Darwin Wiggett is one of Canada’s finest. The pictures you see below were both made in the Canadian Rockies. I have spent time in the region where these images were made and the area is a dream for a landscape photographer. I
love the composition of the image with the mudflats. I usually call that the vertical stretch, as the viewer travels from within inches of the mud to a distant horizon line. When you are composing landscape images there is nothing like the opposite ends of the spectrum. Stretching the land with a wide-angle lens, and compressing the land with a telephoto will make your images amazing.
Lewis Kemper is one of the best liked and most versatile of nature photographers. I really never think of Lewis specifically as a landscape, wildlife or other type of photographer. He does it all. We have a beautifully detailed image of an Alaskan Brown Bear, and a great shot of a River Otter. The otter image was made on the American River as Lewis kayaked near home.
I need to say something about Lewis and a few other photographers. This is meant as the supreme compliment. Let me preface this statement by saying that I am well aware of the concept of only being as strong as the weakest image you show. When Lewis is shooting around home as he has been lately, he will share with the world, some average pictures that he thinks you may find interesting. Art Wolfe does this as well. Art is the most successful outdoor photographer in the world. They both make spectacular images but are comfortable enough in their own skin, that they will show the less than spectacular. They know that every photographer makes some average images. They give you credit for the intelligence to realize that. Being human is a big part of being near the top of anything. It is something that we all can share.

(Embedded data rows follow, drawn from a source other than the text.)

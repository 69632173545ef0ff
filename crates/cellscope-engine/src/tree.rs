//! Path-scoped dependency trees.
//!
//! A spreadsheet's dependencies form a graph, but the drill-down UI needs
//! independent expand/collapse state for every occurrence of a cell, so the
//! tree is stored as a flat arena keyed by derived path identifiers: the same
//! physical cell reached down two branches gets two ids and two fully
//! independent nodes. Children are held as id lists; a parent link supports
//! the ancestor walk the cycle guard needs.

use std::fmt;
use std::str::FromStr;

use rustc_hash::FxHashMap;
use serde::{Deserialize, Serialize, Serializer};

use cellscope_common::{CellAddr, CellRef, Coord, RefKind};
use cellscope_io::{CellSnapshot, WorkbookReader};
use cellscope_parse::extract_references;

use crate::config::EngineConfig;
use crate::error::{EngineError, EngineResult};

/// Identity of one node occurrence, derived from the full ancestor chain.
///
/// Serialized as a hex string: path ids ride through JSON untouched, and a
/// 64-bit integer would not survive a JavaScript round-trip.
#[derive(Clone, Copy, Debug, Eq, PartialEq, Hash, PartialOrd, Ord)]
pub struct PathId(u64);

impl PathId {
    const ROOT_PARENT: PathId = PathId(0);

    /// FNV-1a over the parent id, the cell, and the sibling slot. Two
    /// expansion paths reaching the same cell therefore never share an id.
    fn derive(parent: PathId, sheet: &str, coord: Coord, sibling: usize) -> PathId {
        const FNV_OFFSET: u64 = 0xcbf29ce484222325;
        const FNV_PRIME: u64 = 0x100000001b3;
        let mut hash = FNV_OFFSET;
        let mut eat = |bytes: &[u8]| {
            for b in bytes {
                hash ^= u64::from(*b);
                hash = hash.wrapping_mul(FNV_PRIME);
            }
        };
        eat(&parent.0.to_le_bytes());
        eat(sheet.as_bytes());
        eat(&coord.row.to_le_bytes());
        eat(&coord.col.to_le_bytes());
        eat(&(sibling as u64).to_le_bytes());
        PathId(hash)
    }
}

impl fmt::Display for PathId {
    fn fmt(&self, f: &mut fmt::Formatter<'_>) -> fmt::Result {
        write!(f, "{:016x}", self.0)
    }
}

impl FromStr for PathId {
    type Err = std::num::ParseIntError;

    fn from_str(s: &str) -> Result<Self, Self::Err> {
        u64::from_str_radix(s, 16).map(PathId)
    }
}

impl Serialize for PathId {
    fn serialize<S: Serializer>(&self, serializer: S) -> Result<S::Ok, S::Error> {
        serializer.collect_str(self)
    }
}

impl<'de> Deserialize<'de> for PathId {
    fn deserialize<D: serde::Deserializer<'de>>(deserializer: D) -> Result<Self, D::Error> {
        let text = String::deserialize(deserializer)?;
        text.parse().map_err(serde::de::Error::custom)
    }
}

/// Why a node is a deliberate expansion boundary.
#[derive(Clone, Copy, Debug, Eq, PartialEq, Serialize, Deserialize)]
#[serde(rename_all = "kebab-case")]
pub enum NodeMarker {
    /// The cell already appears in this node's ancestor chain.
    Cycle,
    /// Reference into another workbook; never resolved.
    External,
    /// Range larger than the enumeration cap, collapsed to one node.
    RangeSummary,
}

/// One occurrence of a cell in one expansion path.
#[derive(Clone, Debug)]
pub struct DepNode {
    pub path_id: PathId,
    pub parent: Option<PathId>,
    pub reference: CellRef,
    pub value: Option<f64>,
    pub formula: Option<String>,
    pub is_leaf: bool,
    pub can_expand: bool,
    pub expanded: bool,
    pub children: Vec<PathId>,
    /// 1-based distance from the drill-down root; the root itself is 0.
    pub depth: u32,
    pub marker: Option<NodeMarker>,
}

impl DepNode {
    /// The single-cell address of this node, when it has one.
    pub fn addr(&self) -> Option<CellAddr> {
        if self.reference.is_external() {
            return None;
        }
        self.reference.addr()
    }
}

/// Arena of all materialized nodes for one session.
#[derive(Debug, Default)]
pub struct DependencyTree {
    nodes: FxHashMap<PathId, DepNode>,
    roots: FxHashMap<CellAddr, PathId>,
}

impl DependencyTree {
    pub fn node(&self, id: PathId) -> Option<&DepNode> {
        self.nodes.get(&id)
    }

    pub fn node_mut(&mut self, id: PathId) -> Option<&mut DepNode> {
        self.nodes.get_mut(&id)
    }

    /// Drill into `addr`: (re)build the root node and its first level.
    /// Returns the root id and the first-level child ids. A repeat drill of
    /// the same cell discards the previous subtree for that root.
    pub fn drill_down<B: WorkbookReader>(
        &mut self,
        reader: &mut B,
        sheets: &[String],
        config: &EngineConfig,
        addr: &CellAddr,
    ) -> EngineResult<(PathId, Vec<PathId>)> {
        let snapshot = read_cell(reader, sheets, &addr.sheet, addr.coord)?;
        let (value, formula) = split_snapshot(snapshot);

        let root_id = PathId::derive(PathId::ROOT_PARENT, &addr.sheet, addr.coord, 0);
        let mut root = DepNode {
            path_id: root_id,
            parent: None,
            reference: CellRef::cell(addr.sheet.clone(), addr.coord),
            value,
            formula: formula.clone(),
            is_leaf: formula.is_none(),
            can_expand: false,
            expanded: false,
            children: Vec::new(),
            depth: 0,
            marker: None,
        };

        let children = match &formula {
            Some(text) => self.build_children(
                reader,
                sheets,
                config,
                root_id,
                &addr.sheet,
                0,
                text,
                &[addr.clone()],
            )?,
            None => Vec::new(),
        };

        // All reads succeeded; only now replace whatever was there before.
        if let Some(old_root) = self.roots.remove(addr) {
            self.remove_subtree(old_root);
        }
        let child_ids: Vec<PathId> = children.iter().map(|n| n.path_id).collect();
        root.children = child_ids.clone();
        root.expanded = !child_ids.is_empty();
        self.nodes.insert(root_id, root);
        for child in children {
            self.nodes.insert(child.path_id, child);
        }
        self.roots.insert(addr.clone(), root_id);
        Ok((root_id, child_ids))
    }

    /// Expand one already-materialized node. Children fetched earlier are
    /// reused without touching the reader; a failed build leaves the node
    /// exactly as it was.
    pub fn expand<B: WorkbookReader>(
        &mut self,
        reader: &mut B,
        sheets: &[String],
        config: &EngineConfig,
        id: PathId,
    ) -> EngineResult<Vec<PathId>> {
        let node = self.nodes.get(&id).ok_or(EngineError::NodeNotFound)?;
        if !node.can_expand {
            return Ok(Vec::new());
        }
        if !node.children.is_empty() {
            let ids = node.children.clone();
            self.nodes
                .get_mut(&id)
                .expect("node just looked up")
                .expanded = true;
            return Ok(ids);
        }

        let formula = match node.formula.clone() {
            Some(f) => f,
            None => return Ok(Vec::new()),
        };
        let sheet = node.reference.sheet.clone();
        let depth = node.depth;
        let ancestors = self.ancestor_addrs(id);

        let children =
            self.build_children(reader, sheets, config, id, &sheet, depth, &formula, &ancestors)?;

        let child_ids: Vec<PathId> = children.iter().map(|n| n.path_id).collect();
        for child in children {
            self.nodes.insert(child.path_id, child);
        }
        let node = self.nodes.get_mut(&id).expect("node just looked up");
        node.children = child_ids.clone();
        node.expanded = true;
        Ok(child_ids)
    }

    /// Collapse is non-destructive: children stay in the arena for instant
    /// re-expansion.
    pub fn collapse(&mut self, id: PathId) -> EngineResult<()> {
        let node = self.nodes.get_mut(&id).ok_or(EngineError::NodeNotFound)?;
        node.expanded = false;
        Ok(())
    }

    /// Single-cell addresses along the path from `id` up to its root,
    /// including `id` itself.
    fn ancestor_addrs(&self, id: PathId) -> Vec<CellAddr> {
        let mut out = Vec::new();
        let mut cursor = Some(id);
        while let Some(current) = cursor {
            let Some(node) = self.nodes.get(&current) else {
                break;
            };
            if let Some(addr) = node.addr() {
                out.push(addr);
            }
            cursor = node.parent;
        }
        out
    }

    fn remove_subtree(&mut self, id: PathId) {
        if let Some(node) = self.nodes.remove(&id) {
            for child in node.children {
                self.remove_subtree(child);
            }
        }
    }

    /// Materialize the child nodes one formula produces, in extraction order.
    /// Pure with respect to the arena: nothing is attached here, so a
    /// mid-build failure cannot leave a half-expanded node behind.
    #[allow(clippy::too_many_arguments)]
    fn build_children<B: WorkbookReader>(
        &self,
        reader: &mut B,
        sheets: &[String],
        config: &EngineConfig,
        parent_id: PathId,
        parent_sheet: &str,
        parent_depth: u32,
        formula: &str,
        ancestors: &[CellAddr],
    ) -> EngineResult<Vec<DepNode>> {
        let references = extract_references(formula, parent_sheet);
        let child_depth = parent_depth + 1;
        let mut children = Vec::new();
        let mut sibling = 0usize;

        for reference in references {
            if reference.is_external() {
                // Deliberate boundary: another workbook, value unobtainable
                // through this handle.
                children.push(boundary_node(
                    PathId::derive(parent_id, &reference.sheet, ref_anchor(&reference), sibling),
                    parent_id,
                    reference,
                    child_depth,
                    NodeMarker::External,
                ));
                sibling += 1;
                continue;
            }

            match reference.kind {
                RefKind::Range(start, end) => {
                    if reference.kind.cell_count() > config.range_enumeration_cap {
                        children.push(boundary_node(
                            PathId::derive(parent_id, &reference.sheet, start, sibling),
                            parent_id,
                            reference,
                            child_depth,
                            NodeMarker::RangeSummary,
                        ));
                        sibling += 1;
                        continue;
                    }
                    // Enumerate row-major; cells the workbook never populated
                    // are skipped rather than shown as empty leaves.
                    for row in start.row..=end.row {
                        for col in start.col..=end.col {
                            let coord = Coord::new(row, col);
                            let snapshot =
                                read_cell(reader, sheets, &reference.sheet, coord)?;
                            if snapshot.is_none() {
                                continue;
                            }
                            let mut cell_ref = CellRef::cell(reference.sheet.clone(), coord);
                            cell_ref.cross_sheet = reference.cross_sheet;
                            children.push(self.cell_node(
                                config,
                                parent_id,
                                cell_ref,
                                snapshot,
                                child_depth,
                                sibling,
                                ancestors,
                            ));
                            sibling += 1;
                        }
                    }
                }
                RefKind::Cell(coord) => {
                    let snapshot = read_cell(reader, sheets, &reference.sheet, coord)?;
                    children.push(self.cell_node(
                        config,
                        parent_id,
                        reference,
                        snapshot,
                        child_depth,
                        sibling,
                        ancestors,
                    ));
                    sibling += 1;
                }
            }
        }
        Ok(children)
    }

    #[allow(clippy::too_many_arguments)]
    fn cell_node(
        &self,
        config: &EngineConfig,
        parent_id: PathId,
        reference: CellRef,
        snapshot: Option<CellSnapshot>,
        depth: u32,
        sibling: usize,
        ancestors: &[CellAddr],
    ) -> DepNode {
        let coord = match reference.kind {
            RefKind::Cell(coord) => coord,
            RefKind::Range(start, _) => start,
        };
        let path_id = PathId::derive(parent_id, &reference.sheet, coord, sibling);
        let (value, formula) = split_snapshot(snapshot);

        let addr = CellAddr::new(reference.sheet.clone(), coord);
        if ancestors.contains(&addr) {
            return DepNode {
                path_id,
                parent: Some(parent_id),
                reference,
                value,
                formula,
                is_leaf: true,
                can_expand: false,
                expanded: false,
                children: Vec::new(),
                depth,
                marker: Some(NodeMarker::Cycle),
            };
        }

        let is_leaf = formula.is_none();
        let can_expand = formula.is_some() && depth < config.max_depth;
        DepNode {
            path_id,
            parent: Some(parent_id),
            reference,
            value,
            formula,
            is_leaf,
            can_expand,
            expanded: false,
            children: Vec::new(),
            depth,
            marker: None,
        }
    }
}

fn boundary_node(
    path_id: PathId,
    parent_id: PathId,
    reference: CellRef,
    depth: u32,
    marker: NodeMarker,
) -> DepNode {
    DepNode {
        path_id,
        parent: Some(parent_id),
        reference,
        value: None,
        formula: None,
        is_leaf: true,
        can_expand: false,
        expanded: false,
        children: Vec::new(),
        depth,
        marker: Some(marker),
    }
}

fn ref_anchor(reference: &CellRef) -> Coord {
    match reference.kind {
        RefKind::Cell(coord) => coord,
        RefKind::Range(start, _) => start,
    }
}

fn split_snapshot(snapshot: Option<CellSnapshot>) -> (Option<f64>, Option<String>) {
    match snapshot {
        Some(snapshot) => (snapshot.value.as_number(), snapshot.formula),
        None => (None, None),
    }
}

/// Read one cell. A sheet the workbook does not have is "no data" for a
/// dependency node, not a failure; real reader errors mean the workbook
/// handle is gone.
fn read_cell<B: WorkbookReader>(
    reader: &mut B,
    sheets: &[String],
    sheet: &str,
    coord: Coord,
) -> EngineResult<Option<CellSnapshot>> {
    if !sheets.iter().any(|s| s == sheet) {
        return Ok(None);
    }
    reader
        .cell(sheet, coord)
        .map_err(|e| EngineError::WorkbookUnreadable(e.to_string()))
}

Our third photographer is new to me. I was attracted to Sarah Marino’s blog on the subject of photographer etiquette concerning landscape photographers. I have my own gripes concerning wildlife photographers, so her article interested me greatly. http://sarahmarinophoto.com/landscape-photography-etiquette/ Well said Sarah!
I will admit that if I were more mobile and still chasing images, there are several things I would have not done this winter. I would not have sought out Snowy Owls unless there were so many of them that I could avoid the crowds, and avoid those few photographers that I once dubbed “the camera cowboys”. Despite the beauty of the Lake Superior ice caves, I would not sit in my car for an hour, waiting in a line, only to explore the caves in a crowd. I know the shores of both Lake Superior and Lake Michigan very well. There are lesser known places that will suffice for ice caves. I would not work Lamar Valley in Yellowstone N. P. in the winter. It is crowded enough the rest of the year, but at least in the non-winter seasons the entire park is open, so the crowds are spread out. I would not work the north rim of The Grand Canyon in winter. There are always great places where the crowds will not be.
I realize that not everyone is like me. Some nature photographers seek out crowds and I do get it. I was like that with everything from rock concerts to auto races. I have always prefered that one special friend in nature. My best alternative is just me and Ma Nature, talking to each other.
Three of my own.
Great Sand Dunes Colorado–1986. This is one of America’s most unique habitats. You certainly cannot dispute that those expansive 700 foot high sand dunes are a desert. Just the same, the surrounding land is not a desert. It is grasslands and mountains. The sand in the deserts of southwest Colorado and southeast Utah come to rest in this particular location. All of the circumstances are perfect to stop the sand….right here.
That raging river you see is snowmelt from the high mountains. You have to walk through it to get on the dunes. On the previous morning to this shot, that is just what I did. This visit was made in May and yes it was very uncomfortable taking that long walk with my camera equipment through the 33 F water.